The data
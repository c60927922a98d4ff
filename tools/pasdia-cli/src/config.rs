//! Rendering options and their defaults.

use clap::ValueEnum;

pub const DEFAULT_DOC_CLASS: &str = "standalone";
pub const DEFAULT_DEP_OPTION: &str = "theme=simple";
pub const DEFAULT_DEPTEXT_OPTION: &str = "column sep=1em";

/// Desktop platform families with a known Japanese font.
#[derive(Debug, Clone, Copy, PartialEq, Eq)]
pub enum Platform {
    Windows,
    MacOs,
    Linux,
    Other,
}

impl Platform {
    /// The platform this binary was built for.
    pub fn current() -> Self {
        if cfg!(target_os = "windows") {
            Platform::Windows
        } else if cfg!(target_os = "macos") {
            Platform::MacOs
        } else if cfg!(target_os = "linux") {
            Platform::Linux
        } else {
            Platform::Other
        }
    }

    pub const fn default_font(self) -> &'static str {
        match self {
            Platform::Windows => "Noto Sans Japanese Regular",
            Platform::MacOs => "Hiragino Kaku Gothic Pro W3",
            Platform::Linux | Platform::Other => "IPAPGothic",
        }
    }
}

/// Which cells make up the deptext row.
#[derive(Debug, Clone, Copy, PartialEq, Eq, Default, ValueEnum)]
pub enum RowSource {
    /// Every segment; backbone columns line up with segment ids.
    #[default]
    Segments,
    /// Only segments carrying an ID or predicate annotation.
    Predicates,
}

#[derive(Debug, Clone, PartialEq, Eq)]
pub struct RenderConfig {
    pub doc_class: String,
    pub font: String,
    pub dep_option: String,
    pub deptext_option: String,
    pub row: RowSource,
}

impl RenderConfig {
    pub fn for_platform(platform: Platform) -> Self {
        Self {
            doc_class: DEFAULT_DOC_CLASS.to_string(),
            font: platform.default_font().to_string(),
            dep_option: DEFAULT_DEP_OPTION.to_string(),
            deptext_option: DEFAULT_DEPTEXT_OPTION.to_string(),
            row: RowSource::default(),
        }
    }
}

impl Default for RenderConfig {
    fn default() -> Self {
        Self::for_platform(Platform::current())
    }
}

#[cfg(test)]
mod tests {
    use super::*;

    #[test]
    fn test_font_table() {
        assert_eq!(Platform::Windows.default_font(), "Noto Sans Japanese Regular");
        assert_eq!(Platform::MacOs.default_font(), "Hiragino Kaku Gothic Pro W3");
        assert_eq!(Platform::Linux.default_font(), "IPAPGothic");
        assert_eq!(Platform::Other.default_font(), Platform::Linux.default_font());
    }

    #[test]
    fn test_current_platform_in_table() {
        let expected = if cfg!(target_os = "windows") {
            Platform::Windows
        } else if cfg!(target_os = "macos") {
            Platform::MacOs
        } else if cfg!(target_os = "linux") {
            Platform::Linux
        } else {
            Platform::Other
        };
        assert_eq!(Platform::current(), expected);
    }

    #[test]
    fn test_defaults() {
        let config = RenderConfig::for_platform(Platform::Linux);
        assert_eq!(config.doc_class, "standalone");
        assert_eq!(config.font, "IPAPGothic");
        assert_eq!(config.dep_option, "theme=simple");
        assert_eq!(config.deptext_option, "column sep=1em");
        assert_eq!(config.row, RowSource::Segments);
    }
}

==

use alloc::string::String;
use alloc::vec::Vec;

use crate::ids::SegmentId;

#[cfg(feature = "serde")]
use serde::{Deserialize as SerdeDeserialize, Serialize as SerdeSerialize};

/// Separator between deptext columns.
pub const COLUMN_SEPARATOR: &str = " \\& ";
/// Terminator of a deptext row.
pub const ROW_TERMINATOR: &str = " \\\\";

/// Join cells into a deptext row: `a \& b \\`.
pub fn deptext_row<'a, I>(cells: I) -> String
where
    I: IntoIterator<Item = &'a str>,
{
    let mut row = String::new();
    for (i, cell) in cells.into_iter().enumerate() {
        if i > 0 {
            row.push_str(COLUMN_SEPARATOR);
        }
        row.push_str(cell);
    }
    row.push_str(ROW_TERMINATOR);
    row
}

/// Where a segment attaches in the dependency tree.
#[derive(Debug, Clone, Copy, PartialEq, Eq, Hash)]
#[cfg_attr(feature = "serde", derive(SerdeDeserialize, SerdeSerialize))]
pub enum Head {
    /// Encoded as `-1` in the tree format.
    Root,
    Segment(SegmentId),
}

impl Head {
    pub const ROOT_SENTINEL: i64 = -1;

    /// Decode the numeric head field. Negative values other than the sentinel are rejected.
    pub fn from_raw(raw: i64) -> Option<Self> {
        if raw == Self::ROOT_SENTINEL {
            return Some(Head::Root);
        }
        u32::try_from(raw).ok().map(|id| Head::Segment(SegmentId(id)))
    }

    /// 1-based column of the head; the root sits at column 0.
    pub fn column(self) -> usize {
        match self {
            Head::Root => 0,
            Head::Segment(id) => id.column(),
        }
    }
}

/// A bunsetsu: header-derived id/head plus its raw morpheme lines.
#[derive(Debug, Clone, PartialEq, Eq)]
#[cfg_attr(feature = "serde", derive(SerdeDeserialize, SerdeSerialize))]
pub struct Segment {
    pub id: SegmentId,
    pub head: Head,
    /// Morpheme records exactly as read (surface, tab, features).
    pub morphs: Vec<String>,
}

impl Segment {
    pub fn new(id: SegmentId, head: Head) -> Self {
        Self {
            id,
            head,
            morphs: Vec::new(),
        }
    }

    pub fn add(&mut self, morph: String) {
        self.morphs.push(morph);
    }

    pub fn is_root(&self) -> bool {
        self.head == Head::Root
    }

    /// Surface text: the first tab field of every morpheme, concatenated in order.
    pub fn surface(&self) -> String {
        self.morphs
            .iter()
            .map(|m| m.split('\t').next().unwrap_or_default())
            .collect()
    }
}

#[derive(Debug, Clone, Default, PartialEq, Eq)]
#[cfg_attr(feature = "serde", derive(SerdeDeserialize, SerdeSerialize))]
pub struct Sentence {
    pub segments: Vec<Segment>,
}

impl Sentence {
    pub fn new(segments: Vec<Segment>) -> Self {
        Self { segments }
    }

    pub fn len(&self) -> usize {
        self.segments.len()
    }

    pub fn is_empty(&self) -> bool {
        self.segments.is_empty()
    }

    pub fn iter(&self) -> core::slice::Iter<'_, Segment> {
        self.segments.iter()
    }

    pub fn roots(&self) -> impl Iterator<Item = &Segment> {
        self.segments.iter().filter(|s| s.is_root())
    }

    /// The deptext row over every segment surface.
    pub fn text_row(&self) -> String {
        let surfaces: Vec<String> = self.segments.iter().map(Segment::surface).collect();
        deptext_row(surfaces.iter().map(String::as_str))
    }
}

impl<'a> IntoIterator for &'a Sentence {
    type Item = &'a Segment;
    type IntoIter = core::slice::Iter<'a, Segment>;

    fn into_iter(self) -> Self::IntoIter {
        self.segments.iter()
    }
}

Problem to solve
Beginning with the line above that contains "repository c60927922a98d4ff", copy each line exactly up to and including the line that contains "known Japanese font.", and go no further.

Solution to this task
repository c60927922a98d4ff
filename tools/pasdia-cli/src/config.rs
//! Rendering options and their defaults.

use clap::ValueEnum;

pub const DEFAULT_DOC_CLASS: &str = "standalone";
pub const DEFAULT_DEP_OPTION: &str = "theme=simple";
pub const DEFAULT_DEPTEXT_OPTION: &str = "column sep=1em";

/// Desktop platform families with a known Japanese font.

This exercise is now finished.